When India Sleeps: A Journey Through the Secret Lives of Its Night-Dwelling Wildlife

7 November 2025

India’s nights reveal a hidden world where elusive creatures like pangolins and civets roam. It is time for us to uncover their secret lives under the cover of darkness.

1. Pangolin

Indian pangolins live in the Western Ghats, Odisha’s hills, and central India’s dry forests. They are rare mammals covered in protective scales.

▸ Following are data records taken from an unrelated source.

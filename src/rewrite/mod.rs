//! 文档重写引擎
//!
//! 对包内每个 HTML 文档应用一套有序的、按模式参数化的规则：
//! - `profile` - 每个模式的流水线配置（拒绝列表变体、锚点策略等）
//! - `rules` - 显式有序的脚本清理规则表
//! - `forms` - 表单归一化和字段别名表
//! - `engine` - 把各处理段按固定顺序串起来
//! - `dom` - 文档树小工具

pub mod dom;
pub mod engine;
pub mod forms;
pub mod profile;
pub mod rules;

pub use engine::{rewrite_document, RewriteOutcome};
pub use profile::{profile_for, ModeProfile};
//! # Landing Transformer
//!
//! 联盟投放落地页的批量转换核心：接收 ZIP 打包的 HTML 包，
//! 清理第三方跟踪代码、归一化表单字段、注入校验/重定向脚本、
//! 可选加上服务端闸门，再重新打包输出。
//!
//! ## 架构设计
//!
//! 本系统采用严格的四层架构：
//!
//! ### ① 基础设施层（Infrastructure）
//! - `infrastructure/` - 持有外部边界，只暴露能力
//! - `ArchiveFetcher` - 上传引用 → 字节
//! - `BundleSink` - 结果压缩包投递
//!
//! ### ② 业务能力层（Services）
//! - `services/` - 描述"我能做什么"
//! - `param_parser` - 参数文本规范化
//! - `session_store` - 会话仓库（get / set / delete）
//! - `archive` - ZIP 解包 / 重打包
//! - `templates` - 校验脚本 / order 模板 / 闸门守卫生成
//!
//! ### ③ 流程层（Workflow）+ 重写引擎
//! - `workflow/ArchiveFlow` - 单个压缩包的完整处理流程
//! - `rewrite/` - 规则驱动的文档重写引擎
//!
//! ### ④ 编排层（Orchestration）
//! - `orchestrator/BatchProcessor` - 按序处理会话中的全部压缩包，失败隔离
//! - `orchestrator/App` - 本地批处理入口

pub mod config;
pub mod error;
pub mod infrastructure;
pub mod models;
pub mod orchestrator;
pub mod rewrite;
pub mod services;
pub mod utils;
pub mod workflow;

// 重新导出常用类型
pub use config::Config;
pub use error::{AppError, AppResult};
pub use infrastructure::{ArchiveFetcher, BundleSink, FsFetcher, FsSink, HttpFetcher};
pub use models::{ArchiveRef, GatePair, Mode, Session};
pub use orchestrator::{App, BatchOutcome, BatchProcessor};
pub use services::{MemorySessionStore, SessionStore};
pub use workflow::ArchiveFlow;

Nocturnal by nature, pangolins use long and sticky tongues to feast on ants and termites. When threatened, they curl into a tight, scaly ball for defence.

2. Civet

Common palm civets roam the forests of the Western Ghats, Northeast India, and Himalayan foothills, often near plantations and villages.

Solitary and nocturnal, civets hunt small mammals, insects, and fruit. Their stealthy movements and keen senses make them masters of the night.

3. Flying fox

Flying foxes inhabit mangroves of Sundarbans, coastal areas, and urban parks in cities like Mumbai and Bangalore, roosting in noisy colonies.

As night falls, flying foxes take flight, pollinating flowers and spreading seeds, important to maintaining India’s lush and diverse forests.

4. Owls

Owls are found throughout India, from Assam’s dense forests to Punjab’s farmlands, known for their distinctive calls in the dark.

With sharp eyes and silent wings, owls hunt rodents and insects, silently balancing the ecosystem under the moonlight.

5. Slender Loris

Found in the forests of Tamil Nadu and Karnataka, the slender loris is a tiny primate with large eyes, moving slowly through the treetops by night.

Silent and secretive, it hunts insects, licks nectar, and climbs with eerie grace, a furtive spirit of the night, rarely seen but always watching.